TASK PROMPT: Retype the records below from their first line through the line containing "pub struct CycleSettings", and include nothing else.

BEGIN

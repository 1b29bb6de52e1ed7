//! # Servo Driver
//!
//! 控制器周期通道的抽象层：
//! - [`ControllerChannel`]: 不透明的双向周期交换（由具体传输实现）
//! - [`CancelSignal`]: 跨线程取消，`stop_motion()` 借此打断正在等待应答的 `synchronize()`
//! - [`CyclePacer`]: 绝对锚点节拍器，供需要固定周期的调用方使用
//! - `mock` feature: [`SimulatedController`]，无硬件测试用
//!
//! 大多数用户应该使用 `servo-client` 提供的 `StreamingRuntime`。

mod cancel;
mod channel;
mod error;
pub mod pacer;

#[cfg(any(test, feature = "mock"))]
pub mod mock;

pub use cancel::CancelSignal;
pub use channel::ControllerChannel;
pub use error::DriverError;
pub use pacer::{CyclePacer, promote_current_thread};

#[cfg(any(test, feature = "mock"))]
pub use mock::{ChannelId, Injection, SimEvent, SimulatedChannel, SimulatedController};
//! # 流式控制配置
//!
//! TOML 配置文件，所有字段都有默认值（空文件合法）：
//!
//! ```toml
//! [cycle]
//! period_ms = 20
//! degraded_threshold_ms = 150
//! trace_capacity = 0
//!
//! [timeouts]
//! connect_ms = 5000
//! exchange_ms = 200
//! drain_ms = 2000
//!
//! [motion]
//! min_trajectory_execution_time_ms = 20
//! joint_velocity_rel = 0.1
//! joint_acceleration_rel = 0.1
//! # timeout_after_goal_reach_ms = 300
//! ```

use serde::{Deserialize, Serialize};
use servo_protocol::MotionProfile;
use std::fs;
use std::path::Path;
use std::time::Duration;
use thiserror::Error;

/// 配置错误
#[derive(Error, Debug)]
pub enum ConfigError {
    #[error("Failed to read config file: {0}")]
    Io(#[from] std::io::Error),

    #[error("Failed to parse config: {0}")]
    Parse(#[from] toml::de::Error),

    #[error("Invalid config value for {field}: {reason}")]
    Invalid { field: &'static str, reason: String },
}

/// 流式控制配置
#[derive(Debug, Clone, Default, PartialEq, Serialize, Deserialize)]
#[serde(default)]
pub struct StreamConfig {
    /// 周期设置
    pub cycle: CycleSettings,

    /// 超时设置
    pub timeouts: TimeoutSettings,

    /// 运动参数
    pub motion: MotionSettings,
}

/// 周期设置
#[derive(Debug, Clone, PartialEq, Serialize, Deserialize)]
#[serde(default)]
pub struct CycleSettings {
    /// 目标周期（ms），仅供 `CyclePacer` 等调用方节拍使用
    pub period_ms: u64,

    /// 平均周期超过此值时报告性能退化（ms）
    pub degraded_threshold_ms: u64,

    /// 保留最近 N 个周期样本（0 = 关闭）
    pub trace_capacity: usize,
}

impl Default for CycleSettings {
    fn default() -> Self {
        Self {
            period_ms: 20,
            degraded_threshold_ms: 150,
            trace_capacity: 0,
        }
    }
}

/// 超时设置
#[derive(Debug, Clone, PartialEq, Serialize, Deserialize)]
#[serde(default)]
pub struct TimeoutSettings {
    /// 通道建立超时（ms）
    pub connect_ms: u64,

    /// 单周期交换超时（ms）
    pub exchange_ms: u64,

    /// 停止排空超时（ms），超时后强制关闭
    pub drain_ms: u64,
}

impl Default for TimeoutSettings {
    fn default() -> Self {
        Self {
            connect_ms: 5000,
            exchange_ms: 200,
            drain_ms: 2000,
        }
    }
}

/// 运动参数设置
#[derive(Debug, Clone, PartialEq, Serialize, Deserialize)]
#[serde(default)]
pub struct MotionSettings {
    pub min_trajectory_execution_time_ms: u64,
    pub joint_velocity_rel: f64,
    pub joint_acceleration_rel: f64,
    pub timeout_after_goal_reach_ms: Option<u64>,
}

impl Default for MotionSettings {
    fn default() -> Self {
        Self {
            min_trajectory_execution_time_ms: 20,
            joint_velocity_rel: 0.1,
            joint_acceleration_rel: 0.1,
            timeout_after_goal_reach_ms: None,
        }
    }
}

impl StreamConfig {
    /// 从 TOML 字符串解析并校验
    pub fn from_toml_str(content: &str) -> Result<Self, ConfigError> {
        let config: StreamConfig = toml::from_str(content)?;
        config.validate()?;
        Ok(config)
    }

    /// 从文件加载
    pub fn load<P: AsRef<Path>>(path: P) -> Result<Self, ConfigError> {
        let path = path.as_ref();
        let content = fs::read_to_string(path)?;
        let config = Self::from_toml_str(&content)?;
        tracing::debug!("Loaded stream config from {}", path.display());
        Ok(config)
    }

    /// 序列化为 TOML
    pub fn to_toml_string(&self) -> Result<String, ConfigError> {
        toml::to_string_pretty(self).map_err(|e| ConfigError::Invalid {
            field: "config",
            reason: e.to_string(),
        })
    }

    pub fn validate(&self) -> Result<(), ConfigError> {
        let non_zero = [
            ("cycle.period_ms", self.cycle.period_ms),
            ("cycle.degraded_threshold_ms", self.cycle.degraded_threshold_ms),
            ("timeouts.connect_ms", self.timeouts.connect_ms),
            ("timeouts.exchange_ms", self.timeouts.exchange_ms),
            ("timeouts.drain_ms", self.timeouts.drain_ms),
            (
                "motion.min_trajectory_execution_time_ms",
                self.motion.min_trajectory_execution_time_ms,
            ),
        ];
        for (field, value) in non_zero {
            if value == 0 {
                return Err(ConfigError::Invalid {
                    field,
                    reason: "must be greater than zero".to_string(),
                });
            }
        }

        for (field, value) in [
            ("motion.joint_velocity_rel", self.motion.joint_velocity_rel),
            ("motion.joint_acceleration_rel", self.motion.joint_acceleration_rel),
        ] {
            if !(value > 0.0 && value <= 1.0) {
                return Err(ConfigError::Invalid {
                    field,
                    reason: format!("{} is outside (0, 1]", value),
                });
            }
        }
        Ok(())
    }

    pub fn period(&self) -> Duration {
        Duration::from_millis(self.cycle.period_ms)
    }

    pub fn degraded_threshold(&self) -> Duration {
        Duration::from_millis(self.cycle.degraded_threshold_ms)
    }

    pub fn connect_timeout(&self) -> Duration {
        Duration::from_millis(self.timeouts.connect_ms)
    }

    pub fn exchange_timeout(&self) -> Duration {
        Duration::from_millis(self.timeouts.exchange_ms)
    }

    pub fn drain_timeout(&self) -> Duration {
        Duration::from_millis(self.timeouts.drain_ms)
    }

    /// 转换为会话运动参数
    pub fn to_profile(&self) -> MotionProfile {
        MotionProfile {
            joint_velocity_rel: self.motion.joint_velocity_rel,
            joint_acceleration_rel: self.motion.joint_acceleration_rel,
            min_trajectory_execution_time: Duration::from_millis(
                self.motion.min_trajectory_execution_time_ms,
            ),
            timeout_after_goal_reach: self
                .motion
                .timeout_after_goal_reach_ms
                .map(Duration::from_millis),
        }
    }
}
//! # 周期时钟
//!
//! **锚点相对时间模式**：
//! - 以时钟创建时刻为锚点的单调时间
//! - 不受系统时钟调整（NTP、手动修改）影响
//! - 以纳秒存储在 `AtomicU64` 中，可无锁读取

use std::sync::atomic::{AtomicU64, Ordering};
use std::time::{Duration, Instant};

/// 周期时间戳（相对时钟锚点的纳秒数）
#[derive(Debug, Clone, Copy, PartialEq, Eq, PartialOrd, Ord, Hash, Default)]
pub struct CycleTimestamp(u64);

impl CycleTimestamp {
    pub const fn from_nanos(nanos: u64) -> Self {
        Self(nanos)
    }

    pub const fn as_nanos(self) -> u64 {
        self.0
    }

    pub const fn as_micros(self) -> u64 {
        self.0 / 1_000
    }

    /// 与更早时间戳的差值（饱和到零）
    pub fn duration_since(self, earlier: CycleTimestamp) -> Duration {
        Duration::from_nanos(self.0.saturating_sub(earlier.0))
    }
}

/// 单周期采样
///
/// 不变式：`end >= start`，同一统计实例内序号严格递增。
#[derive(Debug, Clone, Copy, PartialEq, Eq)]
pub struct CycleSample {
    pub sequence: u64,
    pub start: CycleTimestamp,
    pub end: CycleTimestamp,
}

impl CycleSample {
    pub fn duration(&self) -> Duration {
        self.end.duration_since(self.start)
    }
}

/// 单调周期时钟
///
/// `now()` 返回的时间戳保证单调不减：即便底层 `Instant` 在极端平台上出现回退，
/// 也会被 `fetch_max` 钳住。
#[derive(Debug)]
pub struct CycleClock {
    origin: Instant,
    last: AtomicU64,
}

impl CycleClock {
    pub fn new() -> Self {
        Self {
            origin: Instant::now(),
            last: AtomicU64::new(0),
        }
    }

    /// 当前时间戳（纳秒分辨率）
    pub fn now(&self) -> CycleTimestamp {
        let raw = self.origin.elapsed().as_nanos().min(u64::MAX as u128) as u64;
        let prev = self.last.fetch_max(raw, Ordering::AcqRel);
        CycleTimestamp(prev.max(raw))
    }

    /// 自 `t` 以来经过的时间（永不为负）
    pub fn elapsed_since(&self, t: CycleTimestamp) -> Duration {
        self.now().duration_since(t)
    }

    /// 时钟锚点
    pub fn origin(&self) -> Instant {
        self.origin
    }
}

impl Default for CycleClock {
    fn default() -> Self {
        Self::new()
    }
}

impl Clone for CycleClock {
    fn clone(&self) -> Self {
        Self {
            origin: self.origin,
            last: AtomicU64::new(self.last.load(Ordering::Acquire)),
        }
    }
}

END

REPLY TO THE EXERCISE:
repository 1b29bb6de52e1ed7
//! # Servo Driver
//!
//! 控制器周期通道的抽象层：
//! - [`ControllerChannel`]: 不透明的双向周期交换（由具体传输实现）
//! - [`CancelSignal`]: 跨线程取消，`stop_motion()` 借此打断正在等待应答的 `synchronize()`
//! - [`CyclePacer`]: 绝对锚点节拍器，供需要固定周期的调用方使用
//! - `mock` feature: [`SimulatedController`]，无硬件测试用
//!
//! 大多数用户应该使用 `servo-client` 提供的 `StreamingRuntime`。

mod cancel;
mod channel;
mod error;
pub mod pacer;

#[cfg(any(test, feature = "mock"))]
pub mod mock;

pub use cancel::CancelSignal;
pub use channel::ControllerChannel;
pub use error::DriverError;
pub use pacer::{CyclePacer, promote_current_thread};

#[cfg(any(test, feature = "mock"))]
pub use mock::{ChannelId, Injection, SimEvent, SimulatedChannel, SimulatedController};
//! # 流式控制配置
//!
//! TOML 配置文件，所有字段都有默认值（空文件合法）：
//!
//! ```toml
//! [cycle]
//! period_ms = 20
//! degraded_threshold_ms = 150
//! trace_capacity = 0
//!
//! [timeouts]
//! connect_ms = 5000
//! exchange_ms = 200
//! drain_ms = 2000
//!
//! [motion]
//! min_trajectory_execution_time_ms = 20
//! joint_velocity_rel = 0.1
//! joint_acceleration_rel = 0.1
//! # timeout_after_goal_reach_ms = 300
//! ```

use serde::{Deserialize, Serialize};
use servo_protocol::MotionProfile;
use std::fs;
use std::path::Path;
use std::time::Duration;
use thiserror::Error;

/// 配置错误
#[derive(Error, Debug)]
pub enum ConfigError {
    #[error("Failed to read config file: {0}")]
    Io(#[from] std::io::Error),

    #[error("Failed to parse config: {0}")]
    Parse(#[from] toml::de::Error),

    #[error("Invalid config value for {field}: {reason}")]
    Invalid { field: &'static str, reason: String },
}

/// 流式控制配置
#[derive(Debug, Clone, Default, PartialEq, Serialize, Deserialize)]
#[serde(default)]
pub struct StreamConfig {
    /// 周期设置
    pub cycle: CycleSettings,

    /// 超时设置
    pub timeouts: TimeoutSettings,

    /// 运动参数
    pub motion: MotionSettings,
}

/// 周期设置
#[derive(Debug, Clone, PartialEq, Serialize, Deserialize)]
#[serde(default)]
pub struct CycleSettings {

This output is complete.